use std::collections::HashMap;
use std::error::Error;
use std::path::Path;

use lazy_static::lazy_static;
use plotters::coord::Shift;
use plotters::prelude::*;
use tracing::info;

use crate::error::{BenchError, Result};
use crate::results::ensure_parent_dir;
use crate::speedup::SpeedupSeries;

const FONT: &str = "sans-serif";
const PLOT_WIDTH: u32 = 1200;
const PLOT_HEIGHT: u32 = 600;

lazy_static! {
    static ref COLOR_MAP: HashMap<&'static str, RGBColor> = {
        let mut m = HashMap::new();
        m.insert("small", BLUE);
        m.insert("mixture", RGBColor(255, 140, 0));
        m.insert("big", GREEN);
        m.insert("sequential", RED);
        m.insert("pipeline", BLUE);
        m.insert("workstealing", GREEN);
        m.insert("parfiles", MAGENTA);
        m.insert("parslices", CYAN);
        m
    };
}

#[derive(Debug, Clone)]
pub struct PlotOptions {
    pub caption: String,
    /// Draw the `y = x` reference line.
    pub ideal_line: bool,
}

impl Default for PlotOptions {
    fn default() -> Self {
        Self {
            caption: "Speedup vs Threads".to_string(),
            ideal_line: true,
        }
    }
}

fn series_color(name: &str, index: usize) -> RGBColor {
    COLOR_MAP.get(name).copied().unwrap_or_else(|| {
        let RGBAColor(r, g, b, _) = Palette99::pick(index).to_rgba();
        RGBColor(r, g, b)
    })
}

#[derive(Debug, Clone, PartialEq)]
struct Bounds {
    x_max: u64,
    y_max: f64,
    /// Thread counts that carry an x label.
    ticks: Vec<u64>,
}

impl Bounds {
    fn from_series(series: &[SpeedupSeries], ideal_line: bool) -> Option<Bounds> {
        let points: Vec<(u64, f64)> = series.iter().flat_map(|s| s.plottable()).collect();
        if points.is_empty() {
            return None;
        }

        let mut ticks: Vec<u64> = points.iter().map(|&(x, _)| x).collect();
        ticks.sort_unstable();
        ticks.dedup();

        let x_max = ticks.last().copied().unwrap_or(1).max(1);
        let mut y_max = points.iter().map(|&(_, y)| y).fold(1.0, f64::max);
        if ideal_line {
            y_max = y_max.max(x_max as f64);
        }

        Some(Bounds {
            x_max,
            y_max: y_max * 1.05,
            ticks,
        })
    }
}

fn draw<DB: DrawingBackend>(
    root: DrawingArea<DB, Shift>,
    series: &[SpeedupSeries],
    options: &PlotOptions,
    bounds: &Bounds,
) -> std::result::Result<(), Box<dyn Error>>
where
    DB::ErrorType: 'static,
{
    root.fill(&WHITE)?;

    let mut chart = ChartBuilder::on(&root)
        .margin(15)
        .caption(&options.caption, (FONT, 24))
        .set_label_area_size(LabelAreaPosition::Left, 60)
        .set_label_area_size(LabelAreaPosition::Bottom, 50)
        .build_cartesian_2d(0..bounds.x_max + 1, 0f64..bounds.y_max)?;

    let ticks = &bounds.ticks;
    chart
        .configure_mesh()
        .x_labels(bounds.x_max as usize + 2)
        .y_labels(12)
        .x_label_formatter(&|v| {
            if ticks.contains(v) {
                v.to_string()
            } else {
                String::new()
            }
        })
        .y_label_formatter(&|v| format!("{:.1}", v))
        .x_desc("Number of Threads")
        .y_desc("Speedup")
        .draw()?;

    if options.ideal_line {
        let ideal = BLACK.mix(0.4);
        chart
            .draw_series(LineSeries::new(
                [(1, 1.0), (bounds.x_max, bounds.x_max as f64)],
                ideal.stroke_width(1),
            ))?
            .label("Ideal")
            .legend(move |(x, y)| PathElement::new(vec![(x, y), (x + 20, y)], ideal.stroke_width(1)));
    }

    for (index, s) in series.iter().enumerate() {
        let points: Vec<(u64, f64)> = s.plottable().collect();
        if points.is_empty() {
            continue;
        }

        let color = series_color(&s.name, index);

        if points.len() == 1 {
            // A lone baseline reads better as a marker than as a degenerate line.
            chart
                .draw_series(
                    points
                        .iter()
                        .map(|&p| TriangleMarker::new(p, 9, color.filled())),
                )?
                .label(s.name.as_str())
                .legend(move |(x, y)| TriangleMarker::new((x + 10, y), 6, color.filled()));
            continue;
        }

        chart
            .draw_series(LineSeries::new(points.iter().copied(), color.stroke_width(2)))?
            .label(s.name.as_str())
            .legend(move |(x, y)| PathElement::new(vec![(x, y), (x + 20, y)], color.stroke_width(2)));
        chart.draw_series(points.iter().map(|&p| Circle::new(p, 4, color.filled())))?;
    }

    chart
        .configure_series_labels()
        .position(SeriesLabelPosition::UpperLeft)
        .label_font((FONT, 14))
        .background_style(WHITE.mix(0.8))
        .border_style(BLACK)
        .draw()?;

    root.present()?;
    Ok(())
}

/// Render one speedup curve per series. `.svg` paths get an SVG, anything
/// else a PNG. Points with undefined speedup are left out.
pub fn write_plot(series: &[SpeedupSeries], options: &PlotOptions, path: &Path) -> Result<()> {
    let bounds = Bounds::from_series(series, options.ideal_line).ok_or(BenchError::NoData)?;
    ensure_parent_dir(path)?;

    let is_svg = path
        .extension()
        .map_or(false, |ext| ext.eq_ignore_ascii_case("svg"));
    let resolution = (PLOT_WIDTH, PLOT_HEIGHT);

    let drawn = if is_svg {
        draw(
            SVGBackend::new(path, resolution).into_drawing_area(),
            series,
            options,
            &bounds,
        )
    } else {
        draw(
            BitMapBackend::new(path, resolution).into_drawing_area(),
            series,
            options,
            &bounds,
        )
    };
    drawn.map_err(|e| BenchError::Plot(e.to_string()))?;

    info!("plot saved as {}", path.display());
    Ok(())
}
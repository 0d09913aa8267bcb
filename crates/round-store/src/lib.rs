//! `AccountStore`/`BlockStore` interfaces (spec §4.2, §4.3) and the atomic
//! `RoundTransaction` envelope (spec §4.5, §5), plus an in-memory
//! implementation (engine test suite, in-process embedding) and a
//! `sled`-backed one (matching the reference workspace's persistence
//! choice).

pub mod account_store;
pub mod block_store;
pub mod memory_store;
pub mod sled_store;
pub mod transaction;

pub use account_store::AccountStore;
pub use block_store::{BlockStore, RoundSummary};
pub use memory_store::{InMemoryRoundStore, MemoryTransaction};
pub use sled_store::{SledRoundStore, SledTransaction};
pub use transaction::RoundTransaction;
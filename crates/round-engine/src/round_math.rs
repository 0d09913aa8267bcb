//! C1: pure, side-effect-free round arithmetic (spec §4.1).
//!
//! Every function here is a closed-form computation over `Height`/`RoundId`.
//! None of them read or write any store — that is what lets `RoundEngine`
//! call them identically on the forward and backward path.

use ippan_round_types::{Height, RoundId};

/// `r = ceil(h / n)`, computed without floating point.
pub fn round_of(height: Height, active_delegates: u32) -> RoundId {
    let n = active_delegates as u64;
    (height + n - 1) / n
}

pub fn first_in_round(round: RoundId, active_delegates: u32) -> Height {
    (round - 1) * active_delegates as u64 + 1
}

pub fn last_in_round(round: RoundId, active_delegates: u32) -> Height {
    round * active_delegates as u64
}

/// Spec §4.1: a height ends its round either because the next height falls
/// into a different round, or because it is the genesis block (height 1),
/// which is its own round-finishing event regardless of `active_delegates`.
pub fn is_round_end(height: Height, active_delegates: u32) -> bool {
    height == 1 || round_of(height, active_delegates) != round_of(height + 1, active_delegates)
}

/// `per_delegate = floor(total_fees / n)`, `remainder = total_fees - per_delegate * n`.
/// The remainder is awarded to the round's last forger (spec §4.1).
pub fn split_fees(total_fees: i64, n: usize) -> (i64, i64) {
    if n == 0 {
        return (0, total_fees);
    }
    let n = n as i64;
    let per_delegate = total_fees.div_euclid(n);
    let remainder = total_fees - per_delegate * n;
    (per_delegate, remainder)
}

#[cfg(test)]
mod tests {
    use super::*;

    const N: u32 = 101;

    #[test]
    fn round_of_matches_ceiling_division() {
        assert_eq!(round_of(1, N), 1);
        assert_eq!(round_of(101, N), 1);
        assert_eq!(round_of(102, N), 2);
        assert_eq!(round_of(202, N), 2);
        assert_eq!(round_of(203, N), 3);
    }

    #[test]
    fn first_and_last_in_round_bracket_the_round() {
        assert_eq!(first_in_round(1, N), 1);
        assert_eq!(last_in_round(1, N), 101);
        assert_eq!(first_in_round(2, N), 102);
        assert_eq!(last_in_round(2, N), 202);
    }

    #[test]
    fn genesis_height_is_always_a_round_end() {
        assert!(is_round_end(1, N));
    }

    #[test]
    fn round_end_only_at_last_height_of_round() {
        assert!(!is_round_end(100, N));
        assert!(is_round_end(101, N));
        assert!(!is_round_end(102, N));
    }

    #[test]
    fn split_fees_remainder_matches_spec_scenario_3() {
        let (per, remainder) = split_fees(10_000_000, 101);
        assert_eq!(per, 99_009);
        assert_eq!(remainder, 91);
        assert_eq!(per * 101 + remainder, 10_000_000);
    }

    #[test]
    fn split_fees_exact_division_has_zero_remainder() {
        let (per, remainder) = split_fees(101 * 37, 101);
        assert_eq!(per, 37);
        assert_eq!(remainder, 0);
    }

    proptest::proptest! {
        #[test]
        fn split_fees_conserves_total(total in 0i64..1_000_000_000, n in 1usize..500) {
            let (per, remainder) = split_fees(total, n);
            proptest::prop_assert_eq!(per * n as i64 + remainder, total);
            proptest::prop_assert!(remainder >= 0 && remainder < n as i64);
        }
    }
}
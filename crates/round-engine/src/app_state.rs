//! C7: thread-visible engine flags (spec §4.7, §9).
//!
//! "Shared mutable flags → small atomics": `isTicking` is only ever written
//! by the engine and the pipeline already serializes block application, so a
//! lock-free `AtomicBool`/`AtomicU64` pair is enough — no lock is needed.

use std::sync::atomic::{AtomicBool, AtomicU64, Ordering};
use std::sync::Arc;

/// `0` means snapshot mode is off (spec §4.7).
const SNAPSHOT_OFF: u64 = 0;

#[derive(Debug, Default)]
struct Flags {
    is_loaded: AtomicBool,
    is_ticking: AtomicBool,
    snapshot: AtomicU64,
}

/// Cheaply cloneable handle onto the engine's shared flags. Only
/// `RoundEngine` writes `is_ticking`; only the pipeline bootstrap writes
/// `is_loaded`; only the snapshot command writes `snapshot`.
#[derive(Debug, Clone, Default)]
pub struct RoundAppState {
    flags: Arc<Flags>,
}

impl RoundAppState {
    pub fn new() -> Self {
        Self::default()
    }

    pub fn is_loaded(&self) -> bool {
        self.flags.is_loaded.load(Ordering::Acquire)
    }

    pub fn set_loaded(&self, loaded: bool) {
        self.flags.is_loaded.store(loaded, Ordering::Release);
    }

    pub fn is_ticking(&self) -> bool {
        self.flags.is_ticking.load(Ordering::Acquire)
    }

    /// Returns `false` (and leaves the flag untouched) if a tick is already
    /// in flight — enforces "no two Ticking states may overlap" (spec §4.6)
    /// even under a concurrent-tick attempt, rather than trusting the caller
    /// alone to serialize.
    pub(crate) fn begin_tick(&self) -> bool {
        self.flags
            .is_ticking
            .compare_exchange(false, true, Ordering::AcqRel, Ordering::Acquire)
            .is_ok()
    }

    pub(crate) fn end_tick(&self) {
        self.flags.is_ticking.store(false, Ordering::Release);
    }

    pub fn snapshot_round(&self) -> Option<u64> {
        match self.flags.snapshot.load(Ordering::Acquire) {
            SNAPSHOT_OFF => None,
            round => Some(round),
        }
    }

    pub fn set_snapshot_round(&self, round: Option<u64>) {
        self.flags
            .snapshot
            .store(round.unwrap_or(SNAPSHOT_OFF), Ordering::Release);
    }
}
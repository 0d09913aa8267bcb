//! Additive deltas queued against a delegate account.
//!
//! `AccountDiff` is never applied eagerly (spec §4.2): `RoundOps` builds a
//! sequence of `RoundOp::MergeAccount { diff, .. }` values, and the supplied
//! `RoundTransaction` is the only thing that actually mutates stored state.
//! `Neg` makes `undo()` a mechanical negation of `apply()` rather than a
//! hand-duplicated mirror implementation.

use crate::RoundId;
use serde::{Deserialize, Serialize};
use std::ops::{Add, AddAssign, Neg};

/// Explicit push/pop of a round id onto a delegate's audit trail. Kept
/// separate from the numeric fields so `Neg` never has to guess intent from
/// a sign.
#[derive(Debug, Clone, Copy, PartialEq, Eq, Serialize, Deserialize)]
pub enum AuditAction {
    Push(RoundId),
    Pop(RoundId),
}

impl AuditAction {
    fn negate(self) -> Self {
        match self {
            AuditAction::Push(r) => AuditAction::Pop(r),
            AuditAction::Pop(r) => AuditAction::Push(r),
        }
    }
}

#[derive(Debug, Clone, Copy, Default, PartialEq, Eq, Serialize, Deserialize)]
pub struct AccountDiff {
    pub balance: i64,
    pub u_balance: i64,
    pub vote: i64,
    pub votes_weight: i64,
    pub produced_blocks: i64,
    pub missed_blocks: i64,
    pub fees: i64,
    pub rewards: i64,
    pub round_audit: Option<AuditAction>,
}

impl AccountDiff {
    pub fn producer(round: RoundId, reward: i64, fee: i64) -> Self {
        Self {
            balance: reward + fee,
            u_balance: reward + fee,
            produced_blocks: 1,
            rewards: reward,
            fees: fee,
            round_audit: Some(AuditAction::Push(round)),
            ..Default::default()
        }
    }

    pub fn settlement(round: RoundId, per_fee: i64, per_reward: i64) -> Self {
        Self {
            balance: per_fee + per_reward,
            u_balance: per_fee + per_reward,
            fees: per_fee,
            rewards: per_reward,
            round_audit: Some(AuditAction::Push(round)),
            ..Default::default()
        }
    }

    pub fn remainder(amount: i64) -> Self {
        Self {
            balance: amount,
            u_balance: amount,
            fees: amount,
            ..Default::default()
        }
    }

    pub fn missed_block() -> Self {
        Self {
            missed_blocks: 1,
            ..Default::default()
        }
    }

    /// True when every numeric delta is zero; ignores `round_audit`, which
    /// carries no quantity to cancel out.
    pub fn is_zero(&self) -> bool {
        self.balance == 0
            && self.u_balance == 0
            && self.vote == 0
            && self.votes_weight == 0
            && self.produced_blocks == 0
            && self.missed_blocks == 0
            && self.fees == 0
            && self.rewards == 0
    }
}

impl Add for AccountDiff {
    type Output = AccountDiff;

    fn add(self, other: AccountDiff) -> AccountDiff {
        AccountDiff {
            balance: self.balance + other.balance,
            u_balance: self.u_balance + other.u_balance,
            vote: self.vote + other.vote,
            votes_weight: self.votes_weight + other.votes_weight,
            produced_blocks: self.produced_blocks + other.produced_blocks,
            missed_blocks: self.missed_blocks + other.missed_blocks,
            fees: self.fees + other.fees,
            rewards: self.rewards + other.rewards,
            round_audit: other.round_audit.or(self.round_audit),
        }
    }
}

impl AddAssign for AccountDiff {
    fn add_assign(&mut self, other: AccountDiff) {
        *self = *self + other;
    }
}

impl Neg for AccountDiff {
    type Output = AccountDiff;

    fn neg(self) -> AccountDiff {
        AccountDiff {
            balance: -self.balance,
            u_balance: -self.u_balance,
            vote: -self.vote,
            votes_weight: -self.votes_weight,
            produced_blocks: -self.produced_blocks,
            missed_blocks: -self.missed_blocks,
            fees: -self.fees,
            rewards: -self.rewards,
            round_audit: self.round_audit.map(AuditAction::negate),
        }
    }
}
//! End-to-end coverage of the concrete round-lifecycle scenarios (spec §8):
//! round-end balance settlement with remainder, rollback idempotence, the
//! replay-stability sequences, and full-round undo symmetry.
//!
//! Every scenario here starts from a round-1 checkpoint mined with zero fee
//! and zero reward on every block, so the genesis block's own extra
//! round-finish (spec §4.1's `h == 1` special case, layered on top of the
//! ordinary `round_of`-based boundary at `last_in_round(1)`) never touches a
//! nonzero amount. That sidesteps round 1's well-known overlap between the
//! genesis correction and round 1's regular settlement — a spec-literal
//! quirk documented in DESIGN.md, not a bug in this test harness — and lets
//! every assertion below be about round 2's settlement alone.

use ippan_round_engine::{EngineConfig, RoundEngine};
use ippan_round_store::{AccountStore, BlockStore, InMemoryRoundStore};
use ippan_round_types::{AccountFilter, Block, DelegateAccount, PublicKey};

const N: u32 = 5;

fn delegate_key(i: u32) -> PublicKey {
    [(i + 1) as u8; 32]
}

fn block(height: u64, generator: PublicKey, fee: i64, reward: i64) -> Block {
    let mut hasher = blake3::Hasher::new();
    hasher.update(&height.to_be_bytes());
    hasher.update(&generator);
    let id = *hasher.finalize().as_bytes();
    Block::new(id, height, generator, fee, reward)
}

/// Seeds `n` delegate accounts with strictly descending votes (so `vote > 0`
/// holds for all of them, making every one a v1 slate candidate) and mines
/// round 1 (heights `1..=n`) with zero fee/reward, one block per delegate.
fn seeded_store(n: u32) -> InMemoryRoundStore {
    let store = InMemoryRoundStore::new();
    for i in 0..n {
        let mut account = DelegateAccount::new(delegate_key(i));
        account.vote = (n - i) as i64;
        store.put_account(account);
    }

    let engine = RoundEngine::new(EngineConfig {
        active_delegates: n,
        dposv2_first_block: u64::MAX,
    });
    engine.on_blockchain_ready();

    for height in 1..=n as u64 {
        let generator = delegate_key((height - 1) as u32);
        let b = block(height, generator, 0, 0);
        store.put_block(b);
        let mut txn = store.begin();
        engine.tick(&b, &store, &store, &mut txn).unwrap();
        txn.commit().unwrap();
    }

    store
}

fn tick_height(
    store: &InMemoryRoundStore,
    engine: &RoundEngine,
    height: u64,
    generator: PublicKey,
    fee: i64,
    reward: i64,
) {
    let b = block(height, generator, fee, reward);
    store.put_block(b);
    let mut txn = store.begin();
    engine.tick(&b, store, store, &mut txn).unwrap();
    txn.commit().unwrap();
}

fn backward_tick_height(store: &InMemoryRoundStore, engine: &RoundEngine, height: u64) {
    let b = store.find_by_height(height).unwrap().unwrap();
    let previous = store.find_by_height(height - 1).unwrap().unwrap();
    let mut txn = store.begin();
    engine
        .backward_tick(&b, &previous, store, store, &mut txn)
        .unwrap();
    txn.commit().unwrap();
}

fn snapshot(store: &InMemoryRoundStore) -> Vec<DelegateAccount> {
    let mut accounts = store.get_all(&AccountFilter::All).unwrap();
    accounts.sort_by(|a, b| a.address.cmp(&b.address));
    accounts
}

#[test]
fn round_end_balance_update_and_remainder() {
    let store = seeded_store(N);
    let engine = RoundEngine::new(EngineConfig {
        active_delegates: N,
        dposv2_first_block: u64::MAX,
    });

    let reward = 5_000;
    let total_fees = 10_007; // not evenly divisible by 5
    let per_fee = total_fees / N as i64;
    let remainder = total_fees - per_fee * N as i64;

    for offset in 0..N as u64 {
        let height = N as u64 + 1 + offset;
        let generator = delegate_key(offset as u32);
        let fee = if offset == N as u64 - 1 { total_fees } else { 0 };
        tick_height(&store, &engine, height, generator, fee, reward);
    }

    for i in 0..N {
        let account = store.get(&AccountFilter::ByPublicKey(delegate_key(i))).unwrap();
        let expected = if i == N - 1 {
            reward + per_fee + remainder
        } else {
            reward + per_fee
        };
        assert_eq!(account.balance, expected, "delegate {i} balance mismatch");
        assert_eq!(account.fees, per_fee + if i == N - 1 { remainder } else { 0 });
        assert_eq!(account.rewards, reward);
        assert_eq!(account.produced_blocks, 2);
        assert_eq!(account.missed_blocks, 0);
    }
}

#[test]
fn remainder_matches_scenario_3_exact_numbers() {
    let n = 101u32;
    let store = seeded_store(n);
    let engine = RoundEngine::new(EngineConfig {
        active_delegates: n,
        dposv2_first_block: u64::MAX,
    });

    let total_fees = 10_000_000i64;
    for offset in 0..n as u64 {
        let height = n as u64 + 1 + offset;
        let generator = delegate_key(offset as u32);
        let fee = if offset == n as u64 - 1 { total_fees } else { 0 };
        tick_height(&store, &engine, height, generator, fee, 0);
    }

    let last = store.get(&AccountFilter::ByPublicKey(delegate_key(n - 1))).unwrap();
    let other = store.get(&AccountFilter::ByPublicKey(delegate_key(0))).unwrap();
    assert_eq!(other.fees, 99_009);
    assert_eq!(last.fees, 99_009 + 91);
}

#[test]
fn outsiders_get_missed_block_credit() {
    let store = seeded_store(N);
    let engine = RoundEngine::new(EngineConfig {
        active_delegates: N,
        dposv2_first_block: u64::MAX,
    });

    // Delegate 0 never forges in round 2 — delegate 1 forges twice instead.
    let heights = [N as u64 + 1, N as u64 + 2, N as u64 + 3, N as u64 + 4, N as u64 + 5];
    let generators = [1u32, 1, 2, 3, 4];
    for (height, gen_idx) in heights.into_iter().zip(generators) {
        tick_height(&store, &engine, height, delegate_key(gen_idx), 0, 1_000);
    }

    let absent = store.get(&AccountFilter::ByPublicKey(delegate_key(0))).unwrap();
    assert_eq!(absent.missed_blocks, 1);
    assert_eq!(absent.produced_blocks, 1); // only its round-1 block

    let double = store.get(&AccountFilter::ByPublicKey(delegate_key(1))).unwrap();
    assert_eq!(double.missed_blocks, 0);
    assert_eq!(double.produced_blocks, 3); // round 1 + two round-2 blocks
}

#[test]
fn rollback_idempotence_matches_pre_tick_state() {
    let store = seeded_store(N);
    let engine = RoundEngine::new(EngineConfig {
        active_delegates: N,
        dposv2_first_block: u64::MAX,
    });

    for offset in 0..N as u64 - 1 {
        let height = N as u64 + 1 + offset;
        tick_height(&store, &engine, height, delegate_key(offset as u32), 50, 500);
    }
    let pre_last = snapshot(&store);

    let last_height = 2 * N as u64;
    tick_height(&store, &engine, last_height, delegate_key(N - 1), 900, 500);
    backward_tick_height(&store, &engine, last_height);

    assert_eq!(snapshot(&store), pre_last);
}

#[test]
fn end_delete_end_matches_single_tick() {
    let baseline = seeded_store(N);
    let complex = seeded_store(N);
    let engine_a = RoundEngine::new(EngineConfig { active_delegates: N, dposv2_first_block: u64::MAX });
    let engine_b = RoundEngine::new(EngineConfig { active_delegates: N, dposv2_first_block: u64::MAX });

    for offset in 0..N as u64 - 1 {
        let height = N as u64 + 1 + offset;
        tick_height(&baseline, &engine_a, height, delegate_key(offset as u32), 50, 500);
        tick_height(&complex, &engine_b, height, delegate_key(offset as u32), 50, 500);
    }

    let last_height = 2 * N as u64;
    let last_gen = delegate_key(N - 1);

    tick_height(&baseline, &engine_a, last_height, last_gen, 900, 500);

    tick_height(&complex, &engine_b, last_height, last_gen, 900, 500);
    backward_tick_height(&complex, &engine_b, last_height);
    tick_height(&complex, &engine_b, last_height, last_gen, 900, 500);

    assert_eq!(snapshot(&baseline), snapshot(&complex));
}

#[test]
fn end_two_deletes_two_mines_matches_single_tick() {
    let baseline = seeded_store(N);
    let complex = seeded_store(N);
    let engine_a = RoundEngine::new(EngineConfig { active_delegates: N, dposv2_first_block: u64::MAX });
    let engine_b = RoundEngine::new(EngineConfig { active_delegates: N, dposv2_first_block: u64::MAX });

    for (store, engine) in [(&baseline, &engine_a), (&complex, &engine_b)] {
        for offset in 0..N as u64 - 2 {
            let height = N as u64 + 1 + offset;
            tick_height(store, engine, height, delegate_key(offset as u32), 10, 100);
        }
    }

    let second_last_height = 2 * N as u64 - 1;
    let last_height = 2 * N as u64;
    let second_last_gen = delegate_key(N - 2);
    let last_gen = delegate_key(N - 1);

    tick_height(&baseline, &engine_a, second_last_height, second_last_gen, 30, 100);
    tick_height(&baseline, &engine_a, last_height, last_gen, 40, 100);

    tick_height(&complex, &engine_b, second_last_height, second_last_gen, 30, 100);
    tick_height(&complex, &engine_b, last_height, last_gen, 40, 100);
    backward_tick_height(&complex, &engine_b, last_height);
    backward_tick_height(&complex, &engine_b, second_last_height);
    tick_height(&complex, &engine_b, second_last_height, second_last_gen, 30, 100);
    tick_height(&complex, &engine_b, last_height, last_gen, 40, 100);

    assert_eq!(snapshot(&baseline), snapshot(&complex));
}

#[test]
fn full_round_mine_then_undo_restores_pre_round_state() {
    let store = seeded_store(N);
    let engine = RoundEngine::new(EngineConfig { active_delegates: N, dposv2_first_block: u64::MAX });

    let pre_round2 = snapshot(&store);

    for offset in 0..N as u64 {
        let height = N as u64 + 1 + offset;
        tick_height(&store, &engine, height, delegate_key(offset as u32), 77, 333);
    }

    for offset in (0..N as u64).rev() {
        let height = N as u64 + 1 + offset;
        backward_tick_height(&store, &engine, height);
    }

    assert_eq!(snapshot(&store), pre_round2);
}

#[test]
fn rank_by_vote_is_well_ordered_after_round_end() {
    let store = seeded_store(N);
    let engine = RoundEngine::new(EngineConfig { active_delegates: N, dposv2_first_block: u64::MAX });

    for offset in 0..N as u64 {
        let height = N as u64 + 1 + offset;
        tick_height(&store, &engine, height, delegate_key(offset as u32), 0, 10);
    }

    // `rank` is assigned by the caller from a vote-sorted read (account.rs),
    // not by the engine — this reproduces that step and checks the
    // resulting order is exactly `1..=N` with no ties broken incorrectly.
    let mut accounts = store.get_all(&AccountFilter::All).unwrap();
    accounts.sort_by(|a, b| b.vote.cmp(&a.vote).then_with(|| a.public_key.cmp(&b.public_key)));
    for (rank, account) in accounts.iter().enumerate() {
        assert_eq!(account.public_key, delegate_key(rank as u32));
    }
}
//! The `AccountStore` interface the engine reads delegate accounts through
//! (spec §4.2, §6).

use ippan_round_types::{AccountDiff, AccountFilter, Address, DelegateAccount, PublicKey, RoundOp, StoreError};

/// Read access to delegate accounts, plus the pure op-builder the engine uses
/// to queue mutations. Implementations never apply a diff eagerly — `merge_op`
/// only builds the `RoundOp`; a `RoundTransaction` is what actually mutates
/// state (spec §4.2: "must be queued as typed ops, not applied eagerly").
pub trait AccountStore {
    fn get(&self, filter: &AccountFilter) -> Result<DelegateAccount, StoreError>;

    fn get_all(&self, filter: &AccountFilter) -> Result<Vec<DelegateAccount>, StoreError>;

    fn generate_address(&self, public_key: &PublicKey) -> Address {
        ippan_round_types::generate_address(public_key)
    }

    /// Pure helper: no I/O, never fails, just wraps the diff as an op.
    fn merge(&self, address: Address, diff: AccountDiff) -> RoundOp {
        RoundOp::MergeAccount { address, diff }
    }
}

→ TASK TO COMPLETE:
State how many lines in the records contain the string "Acquire". Give the number with no words around it.

→ RESPONSE TO THIS EXERCISE:
4